▼▼▼

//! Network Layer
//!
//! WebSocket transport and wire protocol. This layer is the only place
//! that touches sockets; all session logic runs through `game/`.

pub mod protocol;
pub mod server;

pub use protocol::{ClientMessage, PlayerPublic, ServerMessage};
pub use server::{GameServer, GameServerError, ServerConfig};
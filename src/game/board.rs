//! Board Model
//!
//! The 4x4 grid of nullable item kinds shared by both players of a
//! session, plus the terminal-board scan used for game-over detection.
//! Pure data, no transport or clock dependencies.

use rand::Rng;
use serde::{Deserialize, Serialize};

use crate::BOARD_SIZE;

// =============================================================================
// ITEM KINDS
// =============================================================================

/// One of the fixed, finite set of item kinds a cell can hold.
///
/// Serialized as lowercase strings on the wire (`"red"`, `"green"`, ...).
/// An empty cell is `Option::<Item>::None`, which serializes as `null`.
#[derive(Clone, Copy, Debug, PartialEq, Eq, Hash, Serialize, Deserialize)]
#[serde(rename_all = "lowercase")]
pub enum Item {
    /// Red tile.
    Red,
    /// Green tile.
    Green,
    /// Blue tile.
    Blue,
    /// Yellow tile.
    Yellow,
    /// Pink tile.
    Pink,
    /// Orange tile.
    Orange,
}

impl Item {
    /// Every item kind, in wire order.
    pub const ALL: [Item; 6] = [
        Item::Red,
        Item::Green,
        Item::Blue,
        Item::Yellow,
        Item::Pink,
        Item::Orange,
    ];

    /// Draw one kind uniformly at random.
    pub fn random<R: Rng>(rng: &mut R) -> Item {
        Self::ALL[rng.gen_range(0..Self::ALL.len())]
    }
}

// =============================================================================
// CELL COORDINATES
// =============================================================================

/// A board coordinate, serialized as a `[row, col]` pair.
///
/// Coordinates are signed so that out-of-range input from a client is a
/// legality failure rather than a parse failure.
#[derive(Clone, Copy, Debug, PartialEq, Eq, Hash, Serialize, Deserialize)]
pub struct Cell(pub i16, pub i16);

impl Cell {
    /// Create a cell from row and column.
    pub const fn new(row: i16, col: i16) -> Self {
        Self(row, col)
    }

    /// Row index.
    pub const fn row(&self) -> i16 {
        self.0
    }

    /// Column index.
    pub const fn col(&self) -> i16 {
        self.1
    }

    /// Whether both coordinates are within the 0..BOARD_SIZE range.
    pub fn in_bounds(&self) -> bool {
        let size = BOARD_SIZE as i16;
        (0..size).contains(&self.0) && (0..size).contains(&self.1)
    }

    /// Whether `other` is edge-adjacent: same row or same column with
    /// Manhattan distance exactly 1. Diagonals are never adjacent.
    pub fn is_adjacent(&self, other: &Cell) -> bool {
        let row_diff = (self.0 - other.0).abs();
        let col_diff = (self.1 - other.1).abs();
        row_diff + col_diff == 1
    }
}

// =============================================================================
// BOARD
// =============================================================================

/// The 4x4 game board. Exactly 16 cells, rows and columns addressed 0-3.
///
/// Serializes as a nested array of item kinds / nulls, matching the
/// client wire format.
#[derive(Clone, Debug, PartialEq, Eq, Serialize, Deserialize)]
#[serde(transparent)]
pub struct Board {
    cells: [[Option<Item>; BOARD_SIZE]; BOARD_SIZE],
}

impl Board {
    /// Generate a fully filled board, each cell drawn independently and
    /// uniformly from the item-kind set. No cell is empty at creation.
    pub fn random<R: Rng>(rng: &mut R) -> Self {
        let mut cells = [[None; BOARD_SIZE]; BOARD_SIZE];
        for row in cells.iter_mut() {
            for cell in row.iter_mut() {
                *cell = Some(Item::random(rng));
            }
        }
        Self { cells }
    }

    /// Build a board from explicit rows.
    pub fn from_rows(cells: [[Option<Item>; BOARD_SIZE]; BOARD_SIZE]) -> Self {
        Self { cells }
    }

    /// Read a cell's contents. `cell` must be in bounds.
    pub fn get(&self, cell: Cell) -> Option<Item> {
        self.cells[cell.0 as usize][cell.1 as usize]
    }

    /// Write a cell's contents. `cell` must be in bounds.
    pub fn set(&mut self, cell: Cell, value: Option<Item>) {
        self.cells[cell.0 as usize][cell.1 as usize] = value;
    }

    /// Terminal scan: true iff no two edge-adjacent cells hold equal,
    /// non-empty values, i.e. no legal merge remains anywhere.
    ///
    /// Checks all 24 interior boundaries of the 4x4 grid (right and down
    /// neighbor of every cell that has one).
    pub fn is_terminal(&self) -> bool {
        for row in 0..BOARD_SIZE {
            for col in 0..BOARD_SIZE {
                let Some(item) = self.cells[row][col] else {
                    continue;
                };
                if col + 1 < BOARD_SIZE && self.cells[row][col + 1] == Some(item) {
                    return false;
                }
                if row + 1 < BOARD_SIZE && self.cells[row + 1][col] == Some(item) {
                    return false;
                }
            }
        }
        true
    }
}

▲▲▲

Exercise brief ▸ Every line in the data that holds the string "other" should be returned.

Response area ▸
    /// Whether `other` is edge-adjacent: same row or same column with
    pub fn is_adjacent(&self, other: &Cell) -> bool {
        let row_diff = (self.0 - other.0).abs();
        let col_diff = (self.1 - other.1).abs();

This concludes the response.